I will be happy to discuss it more as per the requirements.

Keep Smiling!

Mark Musen wrote:

> On Jul 16, 2006, at 9:36 PM, William Bug wrote:
>> Are you referring to the JDBC Protégé 
>> (, or are 
>> there other ways of connecting Protégé to an RDBMS backend?  
> That's the JDBC backend, Bill.
>> It certainly is a hurculean task to work out the O-R mapping in a way 
>> that is flexible enough to accommodate all the graphs someone might 
>> construct either in Protege-Frames or Protege-OWL, so if this is 
>> already implemented and working, it behooves all us who need to 
>> support this sort of community ontology curation re-use what's being 
>> constructed by SMI and/or NCI.
> Yes, see
>> The only problem is creating an efficient means to support this sort 
>> of community curation - and sharing of ontologies from other sources 
>> - a direct JDBC connection isn't going to work well.  They'll be 
>> firewall issues which I believe will add way too much to each 
>> individual's overhead of bringing this capability online.  When the 
>> group is supported by a single IT staff and working within the same 
>> LAN environment (including those who'd connect via VPN), this can be 
>> a viable approach, but outside of that, it will probably be too much 
>> trouble for all the folks who need access.

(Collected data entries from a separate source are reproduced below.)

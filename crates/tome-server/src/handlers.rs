//! HTTP handlers grouped by resource: jobs, runs, transcript history.

use std::convert::Infallible;
use std::sync::Arc;

use axum::extract::{Path, Query, State};
use axum::http::StatusCode;
use axum::response::sse::{Event, KeepAlive, Sse};
use axum::response::{IntoResponse, Response};
use axum::Json;
use futures::Stream;
use serde::Deserialize;
use serde_json::json;
use tokio::sync::broadcast;

use tome_core::events::RunEvent;
use tome_core::ids::{CorrelationToken, JobId};
use tome_core::job::Job;
use tome_engine::error::EngineError;
use tome_store::{import_job_dir, validate_job_dir, ArtifactStore, Database, JobRepo, RunRepo, StoreError};
use tome_telemetry::{LogQuery, LogRecord, SqliteLogSink};

use crate::orchestrator::RunOrchestrator;
use crate::server::AppState;

/// Shared state available to all handlers.
pub struct HandlerState {
    pub db: Database,
    pub artifacts: ArtifactStore,
    pub orchestrator: Option<Arc<dyn RunOrchestrator>>,
    /// Persisted WARN+ logs; `None` when log persistence is off.
    pub logs: Option<Arc<SqliteLogSink>>,
}

impl HandlerState {
    pub fn new(db: Database, artifacts: ArtifactStore) -> Self {
        Self {
            db,
            artifacts,
            orchestrator: None,
            logs: None,
        }
    }

    pub fn with_orchestrator(mut self, orchestrator: Arc<dyn RunOrchestrator>) -> Self {
        self.orchestrator = Some(orchestrator);
        self
    }

    pub fn with_logs(mut self, logs: Arc<SqliteLogSink>) -> Self {
        self.logs = Some(logs);
        self
    }

    fn jobs(&self) -> JobRepo {
        JobRepo::new(self.db.clone())
    }

    fn orchestrator(&self) -> Result<&Arc<dyn RunOrchestrator>, ApiError> {
        self.orchestrator
            .as_ref()
            .ok_or_else(|| ApiError::new(StatusCode::SERVICE_UNAVAILABLE, "no run engine configured"))
    }
}

/// Error response: `{"error": "..."}` with a matching status code.
#[derive(Debug)]
pub struct ApiError {
    pub status: StatusCode,
    pub message: String,
}

impl ApiError {
    pub fn new(status: StatusCode, message: impl Into<String>) -> Self {
        Self {
            status,
            message: message.into(),
        }
    }

    fn not_found(message: impl Into<String>) -> Self {
        Self::new(StatusCode::NOT_FOUND, message)
    }
}

impl From<StoreError> for ApiError {
    fn from(e: StoreError) -> Self {
        let status = match &e {
            StoreError::NotFound(_) => StatusCode::NOT_FOUND,
            StoreError::InvalidInput(_) => StatusCode::BAD_REQUEST,
            _ => StatusCode::INTERNAL_SERVER_ERROR,
        };
        Self::new(status, e.to_string())
    }
}

impl From<EngineError> for ApiError {
    fn from(e: EngineError) -> Self {
        match e {
            EngineError::Store(inner) => inner.into(),
            EngineError::JobNotFound(_) => Self::not_found(e.to_string()),
            EngineError::AlreadyRunning(_) => Self::new(StatusCode::CONFLICT, e.to_string()),
            other => Self::new(StatusCode::INTERNAL_SERVER_ERROR, other.to_string()),
        }
    }
}

impl IntoResponse for ApiError {
    fn into_response(self) -> Response {
        if self.status.is_server_error() {
            tracing::error!(status = %self.status, error = %self.message, "request failed");
        }
        (self.status, Json(json!({ "error": self.message }))).into_response()
    }
}

type ApiResult<T> = Result<T, ApiError>;

// ── Health ──────────────────────────────────────────────────────────────────

pub async fn health(State(state): State<AppState>) -> Json<serde_json::Value> {
    let hs = &state.handler_state;
    let active_runs = hs.orchestrator.as_ref().map_or(0, |o| o.active_count());
    Json(json!({
        "status": "healthy",
        "engine": hs.orchestrator.is_some(),
        "active_runs": active_runs,
    }))
}

// ── Jobs ────────────────────────────────────────────────────────────────────

pub async fn list_jobs(State(state): State<AppState>) -> ApiResult<impl IntoResponse> {
    Ok(Json(state.handler_state.jobs().list()?))
}

pub async fn get_job(State(state): State<AppState>, Path(id): Path<i64>) -> ApiResult<Json<Job>> {
    Ok(Json(state.handler_state.jobs().get(JobId(id))?))
}

/// Create (no `id`) or update (with `id`) a job.
pub async fn save_job(State(state): State<AppState>, Json(mut job): Json<Job>) -> ApiResult<impl IntoResponse> {
    validate_job_dir(&job.dir)?;
    let created = job.id.is_none();
    let id = state.handler_state.jobs().save(&job)?;
    job.id = Some(id);
    let status = if created { StatusCode::CREATED } else { StatusCode::OK };
    Ok((status, Json(job)))
}

pub async fn delete_job(State(state): State<AppState>, Path(id): Path<i64>) -> ApiResult<StatusCode> {
    state.handler_state.jobs().delete(JobId(id))?;
    Ok(StatusCode::NO_CONTENT)
}

#[derive(Deserialize)]
pub struct ImportRequest {
    pub dir: String,
}

pub async fn import_job(
    State(state): State<AppState>,
    Json(req): Json<ImportRequest>,
) -> ApiResult<impl IntoResponse> {
    let hs = &state.handler_state;
    let mut job = import_job_dir(hs.artifacts.jobs_root(), &req.dir)?;
    job.id = Some(hs.jobs().save(&job)?);
    Ok((StatusCode::CREATED, Json(job)))
}

// ── Runs ────────────────────────────────────────────────────────────────────

pub async fn start_run(State(state): State<AppState>, Path(id): Path<i64>) -> ApiResult<impl IntoResponse> {
    let token = state.handler_state.orchestrator()?.start(JobId(id)).await?;
    state.hub.open(&token);
    Ok((StatusCode::ACCEPTED, Json(json!({ "token": token }))))
}

pub async fn cancel_run(
    State(state): State<AppState>,
    Path(token): Path<String>,
) -> ApiResult<Json<serde_json::Value>> {
    let token = CorrelationToken::from_raw(token);
    if !state.handler_state.orchestrator()?.cancel(&token) {
        return Err(ApiError::not_found(format!("no active run {token}")));
    }
    Ok(Json(json!({ "cancelled": true })))
}

/// `text/event-stream` of one run's events, from its first event through
/// `done`.
pub async fn run_events(
    State(state): State<AppState>,
    Path(token): Path<String>,
) -> ApiResult<Sse<impl Stream<Item = Result<Event, Infallible>>>> {
    let token = CorrelationToken::from_raw(token);
    let sub = state
        .hub
        .subscribe(&token)
        .ok_or_else(|| ApiError::not_found(format!("unknown run {token}")))?;

    let stream = async_stream::stream! {
        for event in sub.backlog {
            let done = event.is_done();
            if let Some(sse) = to_sse(&event) {
                yield Ok(sse);
            }
            if done {
                return;
            }
        }
        let Some(mut live) = sub.live else {
            return;
        };
        loop {
            match live.recv().await {
                Ok(event) => {
                    let done = event.is_done();
                    if let Some(sse) = to_sse(&event) {
                        yield Ok(sse);
                    }
                    if done {
                        break;
                    }
                }
                Err(broadcast::error::RecvError::Lagged(n)) => {
                    tracing::warn!(token = %token, skipped = n, "event stream lagged, dropped events");
                }
                Err(broadcast::error::RecvError::Closed) => break,
            }
        }
    };

    Ok(Sse::new(stream).keep_alive(KeepAlive::default()))
}

fn to_sse(event: &RunEvent) -> Option<Event> {
    match Event::default().event(event.event_type()).json_data(event) {
        Ok(sse) => Some(sse),
        Err(e) => {
            tracing::warn!(error = %e, "failed to encode run event");
            None
        }
    }
}

const MAX_LOG_RECORDS: u32 = 1000;

#[derive(Deserialize)]
pub struct LogParams {
    pub level: Option<String>,
    pub limit: Option<u32>,
}

/// Persisted WARN and ERROR records tagged with one run's token.
pub async fn run_logs(
    State(state): State<AppState>,
    Path(token): Path<String>,
    Query(params): Query<LogParams>,
) -> ApiResult<Json<Vec<LogRecord>>> {
    let logs = state
        .handler_state
        .logs
        .as_ref()
        .ok_or_else(|| ApiError::new(StatusCode::SERVICE_UNAVAILABLE, "log persistence is disabled"))?;
    let query = LogQuery {
        level: params.level,
        token: Some(token),
        limit: Some(params.limit.unwrap_or(100).min(MAX_LOG_RECORDS)),
        ..LogQuery::default()
    };
    let records = logs
        .query(&query)
        .map_err(|e| ApiError::new(StatusCode::INTERNAL_SERVER_ERROR, e.to_string()))?;
    Ok(Json(records))
}

pub async fn list_runs(
    State(state): State<AppState>,
    Path(id): Path<i64>,
) -> ApiResult<impl IntoResponse> {
    let hs = &state.handler_state;
    hs.jobs().get(JobId(id))?;
    Ok(Json(RunRepo::new(hs.db.clone()).list_for_job(JobId(id))?))
}

// ── History ─────────────────────────────────────────────────────────────────

pub async fn list_history(
    State(state): State<AppState>,
    Path(id): Path<i64>,
) -> ApiResult<impl IntoResponse> {
    let hs = &state.handler_state;
    let job = hs.jobs().get(JobId(id))?;
    Ok(Json(hs.artifacts.list_transcripts(&job.dir)?))
}

pub async fn read_history(
    State(state): State<AppState>,
    Path((id, filename)): Path<(i64, String)>,
) -> ApiResult<impl IntoResponse> {
    let hs = &state.handler_state;
    let job = hs.jobs().get(JobId(id))?;
    let text = hs.artifacts.read_transcript(&job.dir, &filename)?;
    Ok(([("content-type", "text/plain; charset=utf-8")], text))
}

#[derive(Deserialize)]
pub struct DeleteHistoryRequest {
    pub files: Vec<String>,
}

pub async fn delete_history(
    State(state): State<AppState>,
    Path(id): Path<i64>,
    Json(req): Json<DeleteHistoryRequest>,
) -> ApiResult<Json<serde_json::Value>> {
    let hs = &state.handler_state;
    let job = hs.jobs().get(JobId(id))?;
    let deleted = hs.artifacts.delete_transcripts(&job.dir, &req.files)?;
    Ok(Json(json!({ "deleted": deleted })))
}

#[cfg(test)]
mod tests {
    use super::*;

    #[test]
    fn store_errors_map_to_status() {
        let cases = [
            (StoreError::NotFound("job 1".into()), StatusCode::NOT_FOUND),
            (StoreError::InvalidInput("bad".into()), StatusCode::BAD_REQUEST),
            (StoreError::Io("disk".into()), StatusCode::INTERNAL_SERVER_ERROR),
        ];
        for (err, status) in cases {
            assert_eq!(ApiError::from(err).status, status);
        }
    }

    #[test]
    fn engine_errors_map_to_status() {
        assert_eq!(
            ApiError::from(EngineError::JobNotFound(JobId(3))).status,
            StatusCode::NOT_FOUND
        );
        assert_eq!(
            ApiError::from(EngineError::AlreadyRunning(JobId(3))).status,
            StatusCode::CONFLICT
        );
        assert_eq!(
            ApiError::from(EngineError::Store(StoreError::InvalidInput("x".into()))).status,
            StatusCode::BAD_REQUEST
        );
    }

    #[test]
    fn sse_event_named_after_type() {
        let token = CorrelationToken::from_raw("run_1");
        let sse = to_sse(&RunEvent::status(&token, "working"));
        assert!(sse.is_some());
    }
}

> We've been putting an enormous amount of energy into enhancing the 
> performance of the thick Protégé client the past few months for 
> precisely this reason.  In supporting NCI, we indeed have to deal with 
> the significant latencies imposed by fire walls and VPNs.  The 
> enhancements we have made have led to remarkably improved database 
> performance and transaction processing.  For example, some transaction 
> times have been improved by two orders of magnitude or more.  We will 
> be migrating all these changes back into the main Protégé release over 
> the next several months.
>> This is why we've been talking with Daniel about expanding the web 
>> version of Protégé developed in your group so as to "open" it and 
>> release it from the JDBC port requirements using a combination of a 
>> service-oriented architecture (web services) and the Java Portlet 
>> framework.  In our lab, we've implemented very simple WSDL web 
>> service response/request pairs to implement a generic SQL interface 
>> via web services to meet this need.  It works extremely well, even 
>> for fairly complicated queries and can even be used to return binary 
>> objects (in our case histological images) via SOAP + attachments.  
>> This is all running over relatively firewall friendly ports such as 
>> are used by HTTP and the Tomcat Java Servlet framework.

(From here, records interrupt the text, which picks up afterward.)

use std::collections::HashMap;
use std::path::Path;
use std::sync::Arc;
use std::time::Duration;

use parking_lot::Mutex;
use tokio::time::Instant;
use tokio_util::sync::CancellationToken;
use tracing::{debug, info, instrument, warn};

use tome_core::asset::{logical_name_for, mime_type_for, AssetRef, AssetState};
use tome_core::provider::AssetBackend;
use tome_llm::retry::{self, RetryPolicy};

use crate::error::AssetError;

/// Readiness polling for freshly uploaded assets.
#[derive(Clone, Debug, PartialEq, Eq)]
pub struct AssetPollConfig {
    pub interval: Duration,
    /// Total time an upload may stay pending before the item is given up.
    pub max_wait: Duration,
}

impl Default for AssetPollConfig {
    fn default() -> Self {
        Self {
            interval: Duration::from_secs(5),
            max_wait: Duration::from_secs(600),
        }
    }
}

/// Resolves local files into active remote assets.
///
/// Each logical name (the file's basename) is resolved at most once per
/// store: later requests for the same name reuse the first active asset.
/// The remote index is consulted before uploading, so an asset that is
/// already active remotely is never uploaded again.
pub struct AssetStore {
    backend: Arc<dyn AssetBackend>,
    retry: RetryPolicy,
    poll: AssetPollConfig,
    resolved: Mutex<HashMap<String, AssetRef>>,
}

impl AssetStore {
    pub fn new(backend: Arc<dyn AssetBackend>, retry: RetryPolicy, poll: AssetPollConfig) -> Self {
        Self {
            backend,
            retry,
            poll,
            resolved: Mutex::new(HashMap::new()),
        }
    }

    pub async fn resolve(&self, path: &Path, cancel: &CancellationToken) -> Result<AssetRef, AssetError> {
        self.resolve_all(&[path], cancel)
            .await
            .pop()
            .unwrap_or(Err(AssetError::Cancelled))
    }

    /// Resolve several files, polling every pending upload together.
    /// Results come back in input order.
    #[instrument(skip_all, fields(count = paths.len()))]
    pub async fn resolve_all<P: AsRef<Path>>(
        &self,
        paths: &[P],
        cancel: &CancellationToken,
    ) -> Vec<Result<AssetRef, AssetError>> {
        let mut results: Vec<Option<Result<AssetRef, AssetError>>> = paths.iter().map(|_| None).collect();
        let mut remote: Option<Vec<AssetRef>> = None;
        // Uploads still settling, with every input index waiting on each.
        let mut uploads: Vec<(Vec<usize>, AssetRef)> = Vec::new();

        for (i, path) in paths.iter().enumerate() {
            let path = path.as_ref();
            let Some(name) = logical_name_for(path) else {
                results[i] = Some(Err(AssetError::InvalidPath(path.display().to_string())));
                continue;
            };

            let cached = self.resolved.lock().get(&name).cloned();
            if let Some(hit) = cached {
                debug!(logical_name = %name, "asset already resolved in this run");
                results[i] = Some(Ok(hit));
                continue;
            }
            if let Some((waiters, _)) = uploads.iter_mut().find(|(_, a)| a.logical_name == name) {
                waiters.push(i);
                continue;
            }

            if remote.is_none() {
                remote = Some(self.remote_index(cancel).await);
            }
            let existing = remote
                .iter()
                .flatten()
                .find(|a| a.logical_name == name && a.is_active())
                .cloned();
            if let Some(hit) = existing {
                info!(logical_name = %name, remote_id = %hit.remote_id, "reusing active remote asset");
                self.remember(&hit);
                results[i] = Some(Ok(hit));
                continue;
            }

            match self.upload(path, &name, cancel).await {
                Ok(asset) => uploads.push((vec![i], asset)),
                Err(e) => results[i] = Some(Err(e)),
            }
        }

        let pending: Vec<AssetRef> = uploads.iter().map(|(_, a)| a.clone()).collect();
        let settled = self.await_ready(pending, cancel).await;
        for ((waiters, _), outcome) in uploads.into_iter().zip(settled) {
            if let Ok(asset) = &outcome {
                self.remember(asset);
            }
            for i in waiters {
                results[i] = Some(outcome.clone());
            }
        }

        results
            .into_iter()
            .map(|r| r.unwrap_or(Err(AssetError::Cancelled)))
            .collect()
    }

    fn remember(&self, asset: &AssetRef) {
        self.resolved
            .lock()
            .entry(asset.logical_name.clone())
            .or_insert_with(|| asset.clone());
    }

    /// Remote index snapshot. A failed listing degrades to uploading.
    async fn remote_index(&self, cancel: &CancellationToken) -> Vec<AssetRef> {
        let backend = &self.backend;
        match self.retry.execute(cancel, move |_| backend.list()).await {
            Ok(assets) => assets,
            Err(e) => {
                warn!(error = %e, "remote asset listing failed, uploading without dedup");
                Vec::new()
            }
        }
    }

    async fn upload(&self, path: &Path, name: &str, cancel: &CancellationToken) -> Result<AssetRef, AssetError> {
        let backend = &self.backend;
        let mime_type = mime_type_for(path);
        let asset = self
            .retry
            .execute(cancel, move |_| backend.upload(path, name, mime_type))
            .await?;
        info!(logical_name = name, remote_id = %asset.remote_id, "asset uploaded");
        Ok(asset)
    }

    /// Poll until every asset is ACTIVE or FAILED, the wait budget runs out,
    /// or `cancel` fires. Outcomes are in input order.
    async fn await_ready(
        &self,
        assets: Vec<AssetRef>,
        cancel: &CancellationToken,
    ) -> Vec<Result<AssetRef, AssetError>> {
        let mut outcomes: Vec<Option<Result<AssetRef, AssetError>>> = assets.iter().map(|_| None).collect();
        let mut pending: Vec<(usize, AssetRef)> = assets.into_iter().enumerate().collect();
        let started = Instant::now();

        loop {
            pending.retain(|(i, asset)| match asset.state {
                AssetState::Active => {
                    outcomes[*i] = Some(Ok(asset.clone()));
                    false
                }
                AssetState::Failed => {
                    warn!(logical_name = %asset.logical_name, "asset processing failed");
                    outcomes[*i] = Some(Err(AssetError::Failed(asset.logical_name.clone())));
                    false
                }
                AssetState::Pending => true,
            });
            if pending.is_empty() {
                break;
            }

            if started.elapsed() >= self.poll.max_wait {
                for (i, asset) in pending.drain(..) {
                    warn!(logical_name = %asset.logical_name, "asset readiness timed out");
                    outcomes[i] = Some(Err(AssetError::TimedOut {
                        name: asset.logical_name,
                        waited_secs: self.poll.max_wait.as_secs(),
                    }));
                }
                break;
            }

            debug!(pending = pending.len(), "waiting for assets to become active");
            if !retry::wait(self.poll.interval, cancel).await {
                for (i, _) in pending.drain(..) {
                    outcomes[i] = Some(Err(AssetError::Cancelled));
                }
                break;
            }

            let mut next = Vec::with_capacity(pending.len());
            for (i, asset) in pending {
                let backend = &self.backend;
                let remote_id = asset.remote_id.as_str();
                match self.retry.execute(cancel, move |_| backend.get(remote_id)).await {
                    Ok(fresh) => next.push((i, fresh)),
                    Err(e) => outcomes[i] = Some(Err(e.into())),
                }
            }
            pending = next;
        }

        outcomes
            .into_iter()
            .map(|o| o.unwrap_or(Err(AssetError::Cancelled)))
            .collect()
    }
}

#[cfg(test)]
mod tests {
    use super::*;
    use std::path::PathBuf;
    use tome_core::errors::ProviderError;
    use tome_llm::mock::MockAssetBackend;
    use tome_llm::retry::Backoff;

    fn store(backend: Arc<MockAssetBackend>) -> AssetStore {
        AssetStore::new(
            backend,
            RetryPolicy::new(3, Backoff::Fixed(Duration::from_millis(10))),
            AssetPollConfig::default(),
        )
    }

    #[tokio::test]
    async fn second_resolve_reuses_first_upload() {
        tokio::time::pause();
        let backend = Arc::new(MockAssetBackend::new().with_script("outline.txt", &[AssetState::Pending]));
        let store = store(Arc::clone(&backend));
        let cancel = CancellationToken::new();

        let first = store.resolve(Path::new("job/UploadFiles/outline.txt"), &cancel).await.unwrap();
        let second = store.resolve(Path::new("other/outline.txt"), &cancel).await.unwrap();

        assert!(first.is_active());
        assert_eq!(first.remote_id, second.remote_id);
        assert_eq!(backend.upload_count(), 1);
    }

    #[tokio::test]
    async fn active_remote_asset_is_not_reuploaded() {
        let backend = Arc::new(
            MockAssetBackend::new().with_existing(MockAssetBackend::active("cover.png", "files/cover")),
        );
        let store = store(Arc::clone(&backend));

        let asset = store
            .resolve(Path::new("UploadFiles/cover.png"), &CancellationToken::new())
            .await
            .unwrap();
        assert_eq!(asset.remote_id, "files/cover");
        assert_eq!(backend.upload_count(), 0);
        assert_eq!(backend.get_count(), 0);
    }

    #[tokio::test]
    async fn failed_processing_is_fatal_for_the_item() {
        tokio::time::pause();
        let backend = Arc::new(
            MockAssetBackend::new().with_script("bad.pdf", &[AssetState::Pending, AssetState::Failed]),
        );
        let err = store(backend)
            .resolve(Path::new("bad.pdf"), &CancellationToken::new())
            .await
            .unwrap_err();
        assert!(matches!(err, AssetError::Failed(ref name) if name == "bad.pdf"));
    }

    #[tokio::test]
    async fn pending_forever_times_out() {
        tokio::time::pause();
        let backend = Arc::new(MockAssetBackend::new().with_script("slow.txt", &[AssetState::Pending; 500]));
        let started = Instant::now();
        let err = store(backend)
            .resolve(Path::new("slow.txt"), &CancellationToken::new())
            .await
            .unwrap_err();
        assert!(matches!(err, AssetError::TimedOut { waited_secs: 600, .. }));
        assert!(started.elapsed() >= Duration::from_secs(600));
    }

    #[tokio::test]
    async fn cancellation_stops_polling() {
        tokio::time::pause();
        let backend = Arc::new(MockAssetBackend::new().with_script("slow.txt", &[AssetState::Pending; 500]));
        let store = store(backend);
        let cancel = CancellationToken::new();
        let trigger = cancel.clone();
        tokio::spawn(async move {
            tokio::time::sleep(Duration::from_secs(12)).await;
            trigger.cancel();
        });

        let err = store.resolve(Path::new("slow.txt"), &cancel).await.unwrap_err();
        assert!(matches!(err, AssetError::Cancelled));
    }

    #[tokio::test]
    async fn batch_keeps_order_and_isolates_failures() {
        tokio::time::pause();
        let backend = Arc::new(
            MockAssetBackend::new()
                .with_script("a.txt", &[AssetState::Pending, AssetState::Pending])
                .with_script("b.txt", &[AssetState::Failed])
                .with_failing_upload("c.txt", ProviderError::InvalidRequest("too large".into())),
        );
        let store = store(Arc::clone(&backend));
        let paths = vec![
            PathBuf::from("a.txt"),
            PathBuf::from("b.txt"),
            PathBuf::from("c.txt"),
            PathBuf::from("dir/a.txt"),
        ];

        let results = store.resolve_all(&paths, &CancellationToken::new()).await;
        assert_eq!(results.len(), 4);
        assert!(results[0].as_ref().unwrap().is_active());
        assert!(matches!(results[1], Err(AssetError::Failed(_))));
        assert!(matches!(results[2], Err(AssetError::Provider(ProviderError::InvalidRequest(_)))));
        assert_eq!(
            results[3].as_ref().unwrap().remote_id,
            results[0].as_ref().unwrap().remote_id
        );
        assert_eq!(backend.upload_count(), 2);
    }
}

> We'd certainly like to know more about what you are doing within 
> BIRN.  The "Web version" of Protégé, alas, was a student project, that 
> I think will need a bit more work to be stable.  We do intend to put 
> additional effort into enhancing "Web Protégé" in the next few months.
> The community should note that Stanford recently submitted a proposal 
> to the National Library of Medicine for ongoing support of the Protégé 
> resource.  One of our key objectives in the new phase of our work is 
> to engineer a true thin-client version of Protégé that adopts a 
> services-oriented architecture.  We would welcome input for the entire 
> community as we move forward with these plans, assuming that we get 
> funded to work on them.
>> I assume when you mention the NCIT community curation this is a 
>> project being developed/hosted/supported by the NCI Bioinformatics 
>> group as a part of the caBIG project? 

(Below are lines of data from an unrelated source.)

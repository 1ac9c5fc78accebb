use serde::{Deserialize, Serialize};

use crate::ids::CorrelationToken;
use crate::run::RunOutcome;

/// Live events emitted by a job run, in processing order.
/// Every event carries the caller's correlation token.
#[derive(Clone, Debug, PartialEq, Serialize, Deserialize)]
#[serde(tag = "type", rename_all = "snake_case")]
pub enum RunEvent {
    /// Human-readable progress narration.
    Status {
        content: String,
        token: CorrelationToken,
    },

    /// Raw response text. Not written to the operator log.
    Data {
        content: String,
        token: CorrelationToken,
    },

    Error {
        content: String,
        token: CorrelationToken,
    },

    /// Always the last event of a run.
    Done {
        content: String,
        token: CorrelationToken,
        elapsed_secs: f64,
        outcome: RunOutcome,
    },
}

impl RunEvent {
    pub fn status(token: &CorrelationToken, content: impl Into<String>) -> Self {
        Self::Status {
            content: content.into(),
            token: token.clone(),
        }
    }

    pub fn data(token: &CorrelationToken, content: impl Into<String>) -> Self {
        Self::Data {
            content: content.into(),
            token: token.clone(),
        }
    }

    pub fn error(token: &CorrelationToken, content: impl Into<String>) -> Self {
        Self::Error {
            content: content.into(),
            token: token.clone(),
        }
    }

    /// Routing key for multiplexed transports.
    pub fn token(&self) -> &CorrelationToken {
        match self {
            Self::Status { token, .. }
            | Self::Data { token, .. }
            | Self::Error { token, .. }
            | Self::Done { token, .. } => token,
        }
    }

    pub fn content(&self) -> &str {
        match self {
            Self::Status { content, .. }
            | Self::Data { content, .. }
            | Self::Error { content, .. }
            | Self::Done { content, .. } => content,
        }
    }

    pub fn event_type(&self) -> &'static str {
        match self {
            Self::Status { .. } => "status",
            Self::Data { .. } => "data",
            Self::Error { .. } => "error",
            Self::Done { .. } => "done",
        }
    }

    pub fn is_done(&self) -> bool {
        matches!(self, Self::Done { .. })
    }
}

> Although the NCI Thesaurus is an important resource for caBIG, our 
> work with NCI predates caBIG and comes directly from the NCI Center 
> for Bioinformatics.  We work directly with the folks at NCI developing 
> the caCORE resources.
>> By any chance is the work they are doing with the Protége-RDBMS 
>> shared ontology environment (CODS - Collaborative 
>> Ontology Development Server (or Collaborative Ontology Development 
>> Service project)) taking this approach to make the system less 
>> reliant on running JDBC over the net and through firewalls?  I saw on 
>> one of the Protégé CODS server configuration pages ports 4020 - 4039 
>> were used, which again, given these do have public assignments for 
>> proprietary applications 
>> ( can be difficult to 
>> use, unless all contributors are being hosted by the same IT staff 
>> and/or are on the same LAN (even if its a VLAN).
>> Are there pages on the Protégé Wiki where more complete documentation 
>> discusses some of these details for the NCI CODS project?
> The CODS project is not supported by NCI, but rather by CIM3 
> Engineering.  The goal of CODS is to make the multi-user version of 
> Protégé publicly available so that users can experiment with creating 
> and maintaining a shared ontology library 
> (see
>> Many thanks again for the info, Mark.
> My pleasure!
>> Cheers,
>> Bill
>> On Jul 16, 2006, at 12:53 AM, Mark Musen wrote:
>>> On Jul 10, 2006, at 11:40 PM, William Bug wrote:
>>>> However, there doesn't appear to be a means within the OBO/NCBO 
>>>> community for doing this sort of distributed ontology design right 
>>>> now.  Two of the tools in wide spread use - Protégé and OBO-Edit 
>>>> are really not designed to support distributed and shared 
>>>> development, such as you'd find in a typical distributed 
>>>> architecture - whether it be a standard client-server RDBMS-based 
>>>> approach, one using some "active pages" technology such as php, 
>>>> Zope, Ruby on Rails, Java Servlet/Portlet frameworks, etc. - or a 
>>>> more asynchronous approach using messaging and/or web services to 
>>>> assemble the required components from the various authoritative 
>>>> sources.
>>> Bill,
>>> I hate to sound like a salesperson, but Protégé in its multi-user 
>>> mode (using the relational database backend) would seem to be just 
>>> what you are looking for.  Protégé (both the frames and the OWL 
>>> facility) allow distributed users to work simultaneously on an 
>>> ontology stored on a remote server.  As the ontology is updated, all 
>>> the Protégé clients refresh automatically to display the changes.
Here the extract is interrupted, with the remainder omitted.